At one point in “Big Fight in little Chinatown,” someone asks whether tight-knit communities like the ones that Chinese-Americans have built over generations in North American urban centers “Are…neighborhoods that should be put under glass or so they have the ability to grow and thrive and change?” For as long as they’ve grown into institutions rooted in an uneasy mix of safe bastions for immigrants to remain connected to their culture and fetishized – and lucrative – tourist destinations, there’s never been an easy answer, though it has become a more pressing concern when COVID ground all activity to a halt and laid bare some harsh socioeconomic realities.
It may be a little hard to get too worked up about the potential for an imminent demise when director Karen Cho does such a strong job of suggesting that as dire as things look now, these resilient communities have been battle tested since their founding when Chinese men who came to work on the railroads, separated from their families, only had one another to lean on and attacks since have appeared futile. It certainly seems that way to this day when Jan Lee, a modern-day landlord on Mott Street in New York’s Chinatown refuses to budge from his interview on the sidewalk in the film’s opening scene after someone asks him to move, a preview of what’s to come when he becomes a leader against the proposed construction of a prison that would portend an even greater erosion of Chinese-owned businesses than what the pandemic wrought.
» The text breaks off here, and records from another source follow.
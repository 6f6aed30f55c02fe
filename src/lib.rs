//! # CRT 扫描线绘图工具 — 库入口
//!
//! 把位图转换为由彩色虚线构成的 SVG，供只装有红 / 绿 / 蓝三支笔的绘图仪在黑纸上绘制。
//! 每个像素变成三条竖直的子像素条纹，条纹的墨量由对应通道的亮度决定。
//!
//! ## 架构总览
//!
//! ```text
//! ┌─────────────── image_handler ───────────────┐
//! │  loader（读取 + 校验） → pipeline（解码 + 降采样） │
//! └──────────────────────┬──────────────────────┘
//!                        ↓ ScaledImage
//! ┌──────────────────── render ─────────────────┐
//! │  channel（R/G/B 拆分） → dash（亮度 → 虚线）      │
//! └──────────────────────┬──────────────────────┘
//!                        ↓ Document
//! ┌───────────────────── svg ───────────────────┐
//! │  render_svg（三组 path） → write_svg（写盘）      │
//! └─────────────────────────────────────────────┘
//!          ↑ 由 batch 按 (输入, 输出) 顺序驱动
//! ```
//!
//! ## 模块职责
//!
//! | 模块 | 职责 |
//! |------|------|
//! | [`error`] | 统一错误类型 `AppError` |
//! | [`settings`] | JSON 设置文件 → 各阶段不可变配置 |
//! | [`image_handler`] | 图片加载、解码、按宽度降采样 |
//! | [`render`] | 通道拆分与虚线渲染，输出 `Document` |
//! | [`svg`] | SVG 拼装与写盘 |
//! | [`batch`] | 批量任务列表与执行报告 |

pub mod batch;
pub mod error;
pub mod image_handler;
pub mod render;
pub mod settings;
pub mod svg;
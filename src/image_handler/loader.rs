//! # 加载与校验模块
//!
//! ## 设计思路
//!
//! 负责本地文件的原始字节加载，并在"尽可能早"的阶段执行输入校验。
//! 目标是尽快失败，减少不必要内存与 CPU 消耗。
//!
//! ## 实现思路
//!
//! - 存在性检查 → metadata 体积限制 → 读取 → 格式签名校验。
//! - 所有失败统一映射到 `ImageError`，便于上层处理。

use std::path::Path;

use super::source::RawImageData;
use super::{ImageConfig, ImageError, ImageHandler};

impl ImageHandler {
    /// 从本地路径加载图片原始字节。
    pub(crate) fn load_from_file(
        &self,
        path: &Path,
        config: &ImageConfig,
    ) -> Result<RawImageData, ImageError> {
        log::info!("📁 开始读取本地图片 - 路径: {}", path.display());

        if !path.exists() {
            return Err(ImageError::FileSystem(format!(
                "文件不存在：{}",
                path.display()
            )));
        }

        let metadata = std::fs::metadata(path)
            .map_err(|e| ImageError::FileSystem(format!("无法读取文件信息：{}", e)))?;

        if !metadata.is_file() {
            return Err(ImageError::FileSystem(format!(
                "不是普通文件：{}",
                path.display()
            )));
        }

        if metadata.len() > config.max_file_size {
            return Err(ImageError::ResourceLimit(format!(
                "文件过大：{:.2} MB（限制：{:.2} MB）",
                metadata.len() as f64 / 1024.0 / 1024.0,
                config.max_file_size as f64 / 1024.0 / 1024.0
            )));
        }

        let bytes = std::fs::read(path)
            .map_err(|e| ImageError::FileSystem(format!("无法读取图片文件：{}", e)))?;
        Self::validate_image_signature(&bytes)?;

        Ok(RawImageData {
            bytes,
            source_hint: path.display().to_string(),
        })
    }

    /// 通过文件头签名确认字节是可识别的图片格式。
    ///
    /// 空文件与无法识别的文件头都属于"输入不是有效图片"，按解码错误上报。
    fn validate_image_signature(bytes: &[u8]) -> Result<(), ImageError> {
        if bytes.is_empty() {
            return Err(ImageError::Decode("图片文件为空".to_string()));
        }

        image::guess_format(bytes)
            .map(|_| ())
            .map_err(|e| ImageError::Decode(format!("无法识别的图片格式：{}", e)))
    }
}
//! # 虚线生成模块
//!
//! ## 设计思路
//!
//! 单个通道的亮度决定该像素条纹的"墨量"：条纹被均分为 `dash_steps` 个槽位，
//! 其中 `round(亮度 × 槽位数)` 个槽位画线，其余留空。
//!
//! ## 实现思路
//!
//! - 亮度为 0 或点亮槽位数为 0：不产生任何几何。
//! - 全部槽位点亮：输出一条贯穿 `y0..y1` 的实线，没有间隙。
//! - 其余情况用误差累积把点亮槽位均匀撒开，每个槽位内画一段居中的短线，
//!   长度为 `slot × dash_fill`。

use super::Channel;

/// 一段竖直墨线，位于某一扫描行的像素条纹内，坐标单位为毫米。
#[derive(Debug, Clone, Copy, PartialEq)]
pub struct DashSegment {
    pub channel: Channel,
    pub x: f64,
    pub y_start: f64,
    pub y_end: f64,
}

impl DashSegment {
    pub fn length(&self) -> f64 {
        self.y_end - self.y_start
    }
}

/// 通道值（0..=255）经伽马映射后的亮度（0..=1）。
pub fn gamma_map(value: u8, gamma: f64) -> f64 {
    let v = f64::from(value) / 255.0;
    if gamma != 1.0 { v.powf(gamma) } else { v }
}

/// 虚线样式：槽位数与每槽墨线占比。
#[derive(Debug, Clone, Copy, PartialEq)]
pub struct DashPattern {
    pub steps: u32,
    pub fill: f64,
}

impl DashPattern {
    pub fn new(steps: u32, fill: f64) -> Self {
        Self {
            steps: steps.max(1),
            fill,
        }
    }

    /// 给定亮度应点亮的槽位数（四舍六入五成双，与整体取整规则保持一致）。
    pub fn on_slots(&self, intensity: f64) -> u32 {
        if intensity <= 0.0 {
            return 0;
        }
        let on = (intensity * f64::from(self.steps)).round_ties_even();
        on.clamp(0.0, f64::from(self.steps)) as u32
    }

    /// 把 `[y0, y1]` 上一条条纹的虚线追加到 `out`。
    pub fn render_into(
        &self,
        out: &mut Vec<DashSegment>,
        channel: Channel,
        x: f64,
        y0: f64,
        y1: f64,
        intensity: f64,
    ) {
        let on = self.on_slots(intensity);
        if on == 0 {
            return;
        }

        if on >= self.steps {
            out.push(DashSegment {
                channel,
                x,
                y_start: y0,
                y_end: y1,
            });
            return;
        }

        let slot = (y1 - y0) / f64::from(self.steps);
        let dash_len = slot * self.fill;
        let steps = u64::from(self.steps);
        let mut err = 0u64;
        for i in 0..self.steps {
            err += u64::from(on);
            if err >= steps {
                err -= steps;
                let y_start = y0 + f64::from(i) * slot + (slot - dash_len) * 0.5;
                out.push(DashSegment {
                    channel,
                    x,
                    y_start,
                    y_end: y_start + dash_len,
                });
            }
        }
    }

    /// `render_into` 的便捷版本，返回新分配的线段列表。
    pub fn segments(
        &self,
        channel: Channel,
        x: f64,
        y0: f64,
        y1: f64,
        intensity: f64,
    ) -> Vec<DashSegment> {
        let mut out = Vec::new();
        self.render_into(&mut out, channel, x, y0, y1, intensity);
        out
    }
}
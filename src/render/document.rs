//! # 文档构建模块
//!
//! ## 设计思路
//!
//! 按光栅扫描顺序（自上而下逐行、每行自左向右）遍历降采样后的图像，
//! 每个像素单元内并排三条竖直条纹，分别交给 R/G/B 通道的虚线生成器。
//! 结果是一个纯数据的 `Document`，SVG 拼装与写盘都不在这里发生。

use crate::image_handler::ScaledImage;

use super::dash::{DashPattern, DashSegment, gamma_map};
use super::{Channel, RenderConfig, RenderError};

/// 渲染结果：三组按通道划分的线段 + 物理尺寸。
#[derive(Debug, Clone, PartialEq)]
pub struct Document {
    /// 标题（通常为输入文件名）。
    pub title: String,
    /// 含边距的画布宽度（毫米）。
    pub width_mm: f64,
    /// 含边距的画布高度（毫米）。
    pub height_mm: f64,
    pub stroke_width_mm: f64,
    pub background: bool,
    channels: [Vec<DashSegment>; 3],
}

impl Document {
    pub fn segments(&self, channel: Channel) -> &[DashSegment] {
        &self.channels[channel.index()]
    }

    pub fn segment_count(&self) -> usize {
        self.channels.iter().map(Vec::len).sum()
    }

    /// viewBox 以毫米为单位，1 个用户单位 = 1 毫米。
    pub fn view_box(&self) -> (f64, f64) {
        (self.width_mm, self.height_mm)
    }

    /// 笔触宽度换算到 SVG 用户单位。
    pub fn stroke_width_units(&self) -> f64 {
        let (view_width, _) = self.view_box();
        self.stroke_width_mm * view_width / self.width_mm
    }
}

/// 把图像渲染为三通道虚线文档。
pub fn render_document(
    image: &ScaledImage,
    config: &RenderConfig,
    title: &str,
) -> Result<Document, RenderError> {
    config.validate()?;

    let (width, height) = (image.width(), image.height());
    if width == 0 || height == 0 {
        return Err(RenderError::EmptyImage);
    }

    // 方形像素
    let px = config.target_width_mm / f64::from(width);
    let margin = config.margin_mm;
    let pattern = DashPattern::new(config.dash_steps, config.dash_fill);
    let cutoff = config.min_channel_cutoff;

    let mut channels: [Vec<DashSegment>; 3] = Default::default();

    for y in 0..height {
        let y0 = margin + f64::from(y) * px;
        let y1 = y0 + px;

        for x in 0..width {
            let rgb = image.rgb(x, y);
            if rgb.iter().all(|&v| v < cutoff) {
                continue;
            }

            let x_base = margin + f64::from(x) * px;
            for channel in Channel::ALL {
                let value = channel.value(rgb);
                if value < cutoff {
                    continue;
                }
                let stripe_x = x_base + config.subpixel_offsets[channel.index()] * px;
                pattern.render_into(
                    &mut channels[channel.index()],
                    channel,
                    stripe_x,
                    y0,
                    y1,
                    gamma_map(value, config.gamma),
                );
            }
        }
    }

    let document = Document {
        title: title.to_string(),
        width_mm: margin * 2.0 + f64::from(width) * px,
        height_mm: margin * 2.0 + f64::from(height) * px,
        stroke_width_mm: config.stroke_width_mm,
        background: config.background,
        channels,
    };

    log::debug!(
        "🖊️ 渲染完成 - {}x{} 像素 → {:.1}x{:.1}mm，线段 R={} G={} B={}",
        width,
        height,
        document.width_mm,
        document.height_mm,
        document.segments(Channel::Red).len(),
        document.segments(Channel::Green).len(),
        document.segments(Channel::Blue).len()
    );

    Ok(document)
}

#[cfg(test)]
mod tests {
    use super::*;
    use image::{ImageBuffer, Rgb, RgbImage};

    const EPS: f64 = 1e-9;

    fn single_pixel(rgb: [u8; 3]) -> ScaledImage {
        ScaledImage::new(ImageBuffer::from_pixel(1, 1, Rgb(rgb)))
    }

    #[test]
    fn white_pixel_fills_every_channel_with_equal_solid_segments() {
        let config = RenderConfig {
            gamma: 1.0,
            dash_steps: 4,
            ..RenderConfig::default()
        };
        let doc = render_document(&single_pixel([255, 255, 255]), &config, "white")
            .expect("render should succeed");

        let lengths: Vec<f64> = Channel::ALL
            .iter()
            .map(|&c| {
                let segs = doc.segments(c);
                assert_eq!(segs.len(), 1, "channel {:?} should be one solid dash", c);
                segs[0].length()
            })
            .collect();

        assert!((lengths[0] - config.target_width_mm).abs() < EPS);
        assert!(lengths.iter().all(|l| (l - lengths[0]).abs() < EPS));
    }

    #[test]
    fn black_pixel_produces_no_geometry() {
        let config = RenderConfig {
            min_channel_cutoff: 0,
            ..RenderConfig::default()
        };
        let doc = render_document(&single_pixel([0, 0, 0]), &config, "black")
            .expect("render should succeed");
        assert_eq!(doc.segment_count(), 0);
    }

    #[test]
    fn channels_never_mix() {
        let doc = render_document(&single_pixel([255, 0, 0]), &RenderConfig::default(), "red")
            .expect("render should succeed");

        assert_eq!(doc.segments(Channel::Red).len(), 1);
        assert!(doc.segments(Channel::Green).is_empty());
        assert!(doc.segments(Channel::Blue).is_empty());
        assert!(doc.segments(Channel::Red).iter().all(|s| s.channel == Channel::Red));
    }

    #[test]
    fn values_below_cutoff_are_dropped() {
        let config = RenderConfig {
            min_channel_cutoff: 6,
            dash_steps: 1,
            ..RenderConfig::default()
        };
        let doc = render_document(&single_pixel([5, 200, 5]), &config, "cutoff")
            .expect("render should succeed");

        assert!(doc.segments(Channel::Red).is_empty());
        assert_eq!(doc.segments(Channel::Green).len(), 1);
        assert!(doc.segments(Channel::Blue).is_empty());
    }

    #[test]
    fn geometry_follows_margin_and_subpixel_offsets() {
        let img: RgbImage = ImageBuffer::from_pixel(2, 1, Rgb([255, 255, 255]));
        let config = RenderConfig {
            target_width_mm: 20.0,
            margin_mm: 5.0,
            ..RenderConfig::default()
        };
        let doc = render_document(&ScaledImage::new(img), &config, "geom")
            .expect("render should succeed");

        assert!((doc.width_mm - 30.0).abs() < EPS);
        assert!((doc.height_mm - 20.0).abs() < EPS);

        let reds = doc.segments(Channel::Red);
        assert_eq!(reds.len(), 2);
        assert!((reds[0].x - (5.0 + 0.18 * 10.0)).abs() < EPS);
        assert!((reds[1].x - (15.0 + 0.18 * 10.0)).abs() < EPS);
        assert!((reds[0].y_start - 5.0).abs() < EPS);
        assert!((reds[0].y_end - 15.0).abs() < EPS);

        let blues = doc.segments(Channel::Blue);
        assert!((blues[0].x - (5.0 + 0.82 * 10.0)).abs() < EPS);
    }

    #[test]
    fn segments_follow_raster_scan_order() {
        let img: RgbImage = ImageBuffer::from_fn(3, 2, |_, _| Rgb([0, 255, 0]));
        let config = RenderConfig {
            dash_steps: 1,
            ..RenderConfig::default()
        };
        let doc = render_document(&ScaledImage::new(img), &config, "scan")
            .expect("render should succeed");

        let greens = doc.segments(Channel::Green);
        assert_eq!(greens.len(), 6);
        for pair in greens.windows(2) {
            let (a, b) = (pair[0], pair[1]);
            assert!(a.y_start < b.y_start || (a.y_start == b.y_start && a.x < b.x));
        }
    }

    #[test]
    fn invalid_config_is_rejected_before_rendering() {
        let config = RenderConfig {
            dash_steps: 0,
            ..RenderConfig::default()
        };
        let result = render_document(&single_pixel([255, 255, 255]), &config, "bad");
        assert!(matches!(result, Err(RenderError::InvalidConfig(_))));
    }

    #[test]
    fn stroke_width_units_match_millimeters() {
        let doc = render_document(&single_pixel([10, 10, 10]), &RenderConfig::default(), "sw")
            .expect("render should succeed");
        assert!((doc.stroke_width_units() - 0.28).abs() < EPS);
    }
}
This ends up being the only direct confrontation in “Big Fight in Little Chinatown,” and if the filmmakers had adhered more closely to the John Carpenter classic it mostly takes its name from, viewers might have a better idea of what to expect when there’s something more abstract going on than a fight, but rather signs of trouble, from rapacious real estate developers looking for new areas to build condos to an unwillingness of younger generations to take over their family businesses after the parents’ dream of providing an easier life than they had with their hard work is realized. The inclusion of New York is a little bit of an outlier when the other cities Cho visits are all from her native Canada, tracking a fortune cookie factory in Montreal that’s served as a bulwark against gentrification and a young man in Vancouver who sets aside his pursuit of a career in opera singing in New York to help at the family dim sum restaurant after his father’s health fails, though ultimately borders become irrelevant, not only as far as north and south are concerned, but east and west when one suspects all across North American cultural enclaves of all ethnicities have had to do similar soul-searching as a epochal shift occurs and the reckonings inside each house will seem eerily familiar.
“Big Fight in Little Chinatown” is more interested in giving impressions than arriving at any conclusions, perhaps the only way to be truthful to a situation that is very much in flux and as a snapshot, it considers every dimension, from what people owe each other within a community to keep it strong collectively to what consideration should be given by rapidly changing metropolises to areas that once were devalued and only seen now as attractive to developers because of those who may be forced to move out. While there’s no guaranteeing whether the locals will be able to hold their ground, Cho assures that at least their history will never be erased.
“Big Fight in Little Chinatown” will screen at DOC NYC on November 13th at 9:55 pm at the IFC Center and will stream online via the DOC NYC online platform through November 27th.